J’ai un rapport différent à l’écriture. Ça peut être un peu traître. Parce que la musique, plus tu en fais, plus tu commences à comprendre, à avoir des mécanismes. Je pense que mêmes les plus grands auteurs, avec plein d’expériences, connaissent des périodes de pages blanches. En musique, tu n’as pas de page blanche. Tu vas faire des trucs moins bons, mais tu vas faire des choses. Alors qu’avec l’écriture, j’ai l’impression qu’on peut se retrouver à ne rien pouvoir faire. Donc c’est un peu plus compliqué pour moi. Et je trouve des tips aussi. J’essaie de me faire confiance et de me dire qu’il n’y a pas de règle. 

J’aime que ça sonne phonétiquement. Je trouve des toplines, je place des mots par instinct, et ça me donne des thèmes, des sujets. Les mots m’inspirent des sujets, et ça se construit petit à petit. Ça reste l’instinct. C’est dur de retravailler un texte.

Je crois beaucoup au travail.

En quoi tu crois Kaky ? 

C’est un truc auquel je me suis remis à penser ces derniers temps. Je crois beaucoup au travail. Tu vois, quand j’ai fait l’ep, j’ai beaucoup travaillé, sans même m’en rendre compte. Avant, la musique c’était plus un échappatoire, en sortant de la fac. Mais maintenant que je peux ne faire que ça, maintenant que je peux organiser ma journée en fonction de ça, j’ai compris que le travail c’est important. 

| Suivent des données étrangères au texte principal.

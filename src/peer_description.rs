use std::net::Ipv4Addr;
use anyhow::{anyhow, bail};
use bytes::{Buf, BufMut};
use crc::Crc;
use num_enum::{FromPrimitive, IntoPrimitive};
use crate::endpoint::Endpoint;
use crate::net_config::{NetConfig, NetworkRole, TransportSpec, TransportType};
use crate::util::buf_ext::{BufExt, BufMutExt};
use crate::util::safe_converter::{PrecheckedCast, SafeCast};

/// magic zero, total size, checksum, role, interface count, transport count, service count
pub const HEADER_SIZE: usize = 7 * 4;
pub const GENERAL_INFO_SIZE: usize = 228;
pub const IF_ADDRESS_SIZE: usize = 16;
pub const TRANSPORT_SIZE: usize = 12;
pub const SERVICE_SIZE: usize = 4;

const PLATFORM_STRING_WIDTH: usize = 32;
const VERSION_WIDTH: usize = 16;
const MANUFACTURER_WIDTH: usize = 32;
const MODEL_WIDTH: usize = 32;
const UDID_WIDTH: usize = 44;
const DEVICE_NAME_WIDTH: usize = 32;
const APP_NAME_WIDTH: usize = 32;

const _: () = assert!(
    2*4 + PLATFORM_STRING_WIDTH + VERSION_WIDTH + MANUFACTURER_WIDTH + MODEL_WIDTH + UDID_WIDTH + DEVICE_NAME_WIDTH + APP_NAME_WIDTH
        == GENERAL_INFO_SIZE
);

/// the app name is the last field of the general info block
const APP_NAME_OFFSET: usize = HEADER_SIZE + GENERAL_INFO_SIZE - APP_NAME_WIDTH;

#[derive(Debug, Clone, Copy, Eq, PartialEq, Hash, FromPrimitive, IntoPrimitive)]
#[repr(u32)]
pub enum Platform {
    Windows = 0,
    MacOs = 1,
    Ios = 2,
    Android = 3,
    Linux = 4,
    #[num_enum(default)]
    Unknown = u32::MAX,
}

impl Platform {
    pub fn current() -> Platform {
        if cfg!(target_os = "windows") {
            Platform::Windows
        }
        else if cfg!(target_os = "macos") {
            Platform::MacOs
        }
        else if cfg!(target_os = "ios") {
            Platform::Ios
        }
        else if cfg!(target_os = "android") {
            Platform::Android
        }
        else if cfg!(target_os = "linux") {
            Platform::Linux
        }
        else {
            Platform::Unknown
        }
    }
}

#[derive(Debug, Clone, Copy, Eq, PartialEq, Hash, FromPrimitive, IntoPrimitive)]
#[repr(u32)]
pub enum GpuFamily {
    PowerVrIos = 0,
    PowerVrAndroid = 1,
    Tegra = 2,
    Mali = 3,
    Adreno = 4,
    Dx11 = 5,
    #[num_enum(default)]
    Unknown = u32::MAX,
}

#[derive(Debug, Clone, Copy, Eq, PartialEq)]
pub struct IfAddress {
    pub address: Ipv4Addr,
    pub mask: Ipv4Addr,
    pub mac: [u8; 6],
    pub is_internal: bool,
}

impl IfAddress {
    const FLAG_INTERNAL: u16 = 1;

    fn ser(&self, buf: &mut impl BufMut) {
        buf.put_slice(&self.address.octets());
        buf.put_slice(&self.mask.octets());
        buf.put_slice(&self.mac);
        buf.put_u16_le(if self.is_internal { Self::FLAG_INTERNAL } else { 0 });
    }

    fn deser(buf: &mut impl Buf) -> anyhow::Result<IfAddress> {
        let address = Ipv4Addr::from(buf.try_get_array::<4>()?);
        let mask = Ipv4Addr::from(buf.try_get_array::<4>()?);
        let mac = buf.try_get_array::<6>()?;
        let flags = buf.try_get_u16_le()?;
        Ok(IfAddress {
            address,
            mask,
            mac,
            is_internal: flags & Self::FLAG_INTERNAL != 0,
        })
    }
}

/// A peer's identity and network setup, as announced to other peers.
///
/// The serialized form is a header followed by a fixed-size general info block and then the
///  interfaces, transports and services, in this order. All integers are little endian, IPv4
///  addresses are in network byte order. String fields have a fixed width and are zero padded;
///  longer strings are truncated so the field's last byte is always zero.
///
/// The header's checksum is a CRC-32 over everything after the header.
#[derive(Debug, Clone, Eq, PartialEq)]
pub struct PeerDescription {
    pub platform: Platform,
    pub gpu_family: GpuFamily,
    pub platform_string: String,
    pub version: String,
    pub manufacturer: String,
    pub model: String,
    pub udid: String,
    pub device_name: String,
    pub app_name: String,
    pub if_addresses: Vec<IfAddress>,
    pub net_config: NetConfig,
}

const CHECKSUM: Crc<u32> = Crc::<u32>::new(&crc::CRC_32_ISO_HDLC);

struct Header {
    total_size: usize,
    checksum: u32,
    role: NetworkRole,
    if_count: usize,
    transport_count: usize,
    service_count: usize,
}

impl Header {
    fn deser(src: &[u8]) -> anyhow::Result<Header> {
        let mut buf = src;
        if buf.try_get_u32_le()? != 0 {
            bail!("peer description does not start with magic zero");
        }
        let total_size: usize = buf.try_get_u32_le()?.safe_cast();
        let checksum = buf.try_get_u32_le()?;
        let raw_role = buf.try_get_u32_le()?;
        let if_count: usize = buf.try_get_u32_le()?.safe_cast();
        let transport_count: usize = buf.try_get_u32_le()?.safe_cast();
        let service_count: usize = buf.try_get_u32_le()?.safe_cast();

        if total_size > src.len() {
            bail!("peer description declares {} bytes, only {} available", total_size, src.len());
        }
        let expected_size = if_count.checked_mul(IF_ADDRESS_SIZE)
            .zip(transport_count.checked_mul(TRANSPORT_SIZE))
            .zip(service_count.checked_mul(SERVICE_SIZE))
            .and_then(|((a, b), c)| (HEADER_SIZE + GENERAL_INFO_SIZE).checked_add(a)?.checked_add(b)?.checked_add(c));
        if expected_size != Some(total_size) {
            bail!("peer description declares {} bytes, its counts require {:?}", total_size, expected_size);
        }
        let role = NetworkRole::try_from(raw_role)
            .map_err(|_| anyhow!("invalid network role {}", raw_role))?;

        Ok(Header {
            total_size,
            checksum,
            role,
            if_count,
            transport_count,
            service_count,
        })
    }
}

impl PeerDescription {
    /// a description of this process, with identity information gathered from the host
    pub fn new(app_name: &str, net_config: NetConfig) -> PeerDescription {
        let device_name = hostname::get()
            .ok()
            .and_then(|h| h.into_string().ok())
            .unwrap_or_default();

        PeerDescription {
            platform: Platform::current(),
            gpu_family: GpuFamily::Unknown,
            platform_string: std::env::consts::OS.to_string(),
            version: env!("CARGO_PKG_VERSION").to_string(),
            manufacturer: String::new(),
            model: std::env::consts::ARCH.to_string(),
            udid: String::new(),
            device_name,
            app_name: app_name.to_string(),
            if_addresses: Vec::new(),
            net_config,
        }
    }

    pub fn serialized_size(&self) -> usize {
        HEADER_SIZE
            + GENERAL_INFO_SIZE
            + self.if_addresses.len() * IF_ADDRESS_SIZE
            + self.net_config.transports.len() * TRANSPORT_SIZE
            + self.net_config.services.len() * SERVICE_SIZE
    }

    /// Returns the number of bytes written, or 0 without writing anything if `dst` is too small.
    pub fn serialize(&self, dst: &mut [u8]) -> usize {
        let size = self.serialized_size();
        if dst.len() < size {
            return 0;
        }

        {
            let mut body = &mut dst[HEADER_SIZE..size];
            self.ser_general_info(&mut body);
            for if_address in &self.if_addresses {
                if_address.ser(&mut body);
            }
            for transport in &self.net_config.transports {
                body.put_u32_le(transport.transport_type.into());
                body.put_slice(&transport.endpoint.address.octets());
                body.put_u32_le(transport.endpoint.port.into());
            }
            for &service in &self.net_config.services {
                body.put_u32_le(service);
            }
            debug_assert!(body.is_empty());
        }

        let checksum = CHECKSUM.checksum(&dst[HEADER_SIZE..size]);

        let mut header = &mut dst[..HEADER_SIZE];
        header.put_u32_le(0);
        header.put_u32_le(size.prechecked_cast());
        header.put_u32_le(checksum);
        header.put_u32_le(self.net_config.role.into());
        header.put_u32_le(self.if_addresses.len().prechecked_cast());
        header.put_u32_le(self.net_config.transports.len().prechecked_cast());
        header.put_u32_le(self.net_config.services.len().prechecked_cast());
        size
    }

    pub fn to_bytes(&self) -> Vec<u8> {
        let mut result = vec![0; self.serialized_size()];
        let size = self.serialize(&mut result);
        debug_assert_eq!(size, result.len());
        result
    }

    fn ser_general_info(&self, buf: &mut impl BufMut) {
        buf.put_u32_le(self.platform.into());
        buf.put_u32_le(self.gpu_family.into());
        buf.put_fixed_str(&self.platform_string, PLATFORM_STRING_WIDTH);
        buf.put_fixed_str(&self.version, VERSION_WIDTH);
        buf.put_fixed_str(&self.manufacturer, MANUFACTURER_WIDTH);
        buf.put_fixed_str(&self.model, MODEL_WIDTH);
        buf.put_fixed_str(&self.udid, UDID_WIDTH);
        buf.put_fixed_str(&self.device_name, DEVICE_NAME_WIDTH);
        buf.put_fixed_str(&self.app_name, APP_NAME_WIDTH);
    }

    /// Decodes a received blob. The header is validated before any of the content is trusted.
    pub fn deserialize(src: &[u8]) -> anyhow::Result<PeerDescription> {
        let header = Header::deser(src)?;

        let body = &src[HEADER_SIZE..header.total_size];
        let checksum = CHECKSUM.checksum(body);
        if checksum != header.checksum {
            bail!("peer description checksum mismatch: {:08x} != {:08x}", checksum, header.checksum);
        }

        let mut buf = body;
        let platform = Platform::from_primitive(buf.try_get_u32_le()?);
        let gpu_family = GpuFamily::from_primitive(buf.try_get_u32_le()?);
        let platform_string = buf.try_get_fixed_str(PLATFORM_STRING_WIDTH)?;
        let version = buf.try_get_fixed_str(VERSION_WIDTH)?;
        let manufacturer = buf.try_get_fixed_str(MANUFACTURER_WIDTH)?;
        let model = buf.try_get_fixed_str(MODEL_WIDTH)?;
        let udid = buf.try_get_fixed_str(UDID_WIDTH)?;
        let device_name = buf.try_get_fixed_str(DEVICE_NAME_WIDTH)?;
        let app_name = buf.try_get_fixed_str(APP_NAME_WIDTH)?;

        let mut if_addresses = Vec::with_capacity(header.if_count);
        for _ in 0..header.if_count {
            if_addresses.push(IfAddress::deser(&mut buf)?);
        }

        let mut transports = Vec::with_capacity(header.transport_count);
        for _ in 0..header.transport_count {
            let raw_type = buf.try_get_u32_le()?;
            let transport_type = TransportType::try_from(raw_type)
                .map_err(|_| anyhow!("invalid transport type {}", raw_type))?;
            let address = Ipv4Addr::from(buf.try_get_array::<4>()?);
            let raw_port = buf.try_get_u32_le()?;
            let port = u16::try_from(raw_port)
                .map_err(|_| anyhow!("invalid port {}", raw_port))?;
            transports.push(TransportSpec {
                transport_type,
                endpoint: Endpoint::new(address, port),
            });
        }

        let mut services = Vec::with_capacity(header.service_count);
        for _ in 0..header.service_count {
            services.push(buf.try_get_u32_le()?);
        }

        Ok(PeerDescription {
            platform,
            gpu_family,
            platform_string,
            version,
            manufacturer,
            model,
            udid,
            device_name,
            app_name,
            if_addresses,
            net_config: NetConfig {
                role: header.role,
                transports,
                services,
            },
        })
    }

    /// Reads just the app name, validating the header but not the checksum or the variable
    ///  sections. This is meant for quickly filtering peers.
    pub fn extract_app_name(src: &[u8]) -> anyhow::Result<String> {
        Header::deser(src)?;
        let mut buf = &src[APP_NAME_OFFSET..];
        buf.try_get_fixed_str(APP_NAME_WIDTH)
    }
}
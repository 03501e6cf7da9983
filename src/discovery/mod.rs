//! Peer discovery without prior configuration.
//!
//! An [announcer::Announcer] periodically sends a serialized description of its peer to a UDP
//!  endpoint, typically a multicast group, and hands out the same description to anybody who
//!  connects to its TCP responder. A [discoverer::Discoverer] listens for the datagrams and can
//!  pull a description from a responder directly.

pub mod announcer;
pub mod discoverer;

use crate::endpoint::Endpoint;

/// the largest payload of a single UDP datagram over IPv4
pub const MAX_ANNOUNCE_SIZE: usize = 65507;

fn is_multicast(endpoint: &Endpoint) -> bool {
    endpoint.address.is_multicast()
}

Et c’est là que c’est dur. J’ai suivi le parcours scolaire classique. Avec des horaires, des vacances à des dates précises. Maintenant que je peux tout agencer comme je veux, c’est super déstabilisant. 

C’est chaud parce que c’est tout le temps et jamais en même temps. 

C’est exactement ça. Et tu vois, il y a des jours, je n’ai pas envie de faire de musique. Mais je ne sais pas quoi faire d’autre. Et encore plus aujourd’hui. 

Avant je n’avais pas le temps de faire autre chose que la musique. Mais maintenant que mon loisir, ma passion est devenu mon activité principale, je me pose parfois pas mal de questions. Donc je pense que le travail, c’est un bon moyen d’oublier tout ça, de se focaliser et d’avoir des résultats. J’y crois. 

Je capte vraiment ce décalage dont tu parles, je suis dans la même situation. C’est hyper bizarre de devoir construire sa journée. 

On nous apprend pas à être avec nous-même. On nous met très vite en compétition. On nous apprend pas à nous aimer, à nous comprendre, à être seul une semaine. 

Oui clairement. Et c’est aussi une question de rythme, quand tu te retrouves à bosser sur ton propre projet. Nos amis sont en cours, on peut avoir l’impression d’être des imposteurs. 

Oui, même ça c’est très déstabilisant. Moi depuis que j’ai arrêté la fac, je ne suis plus sur le même fuseau horaire que mes potes. 

Souvent quand j’ai été bancal, je me suis rendu compte que la première solution, la première intuition était la bonne.

Ça veut dire que regardes la NBA ? Je vois que tu as une casquette de Cleveland.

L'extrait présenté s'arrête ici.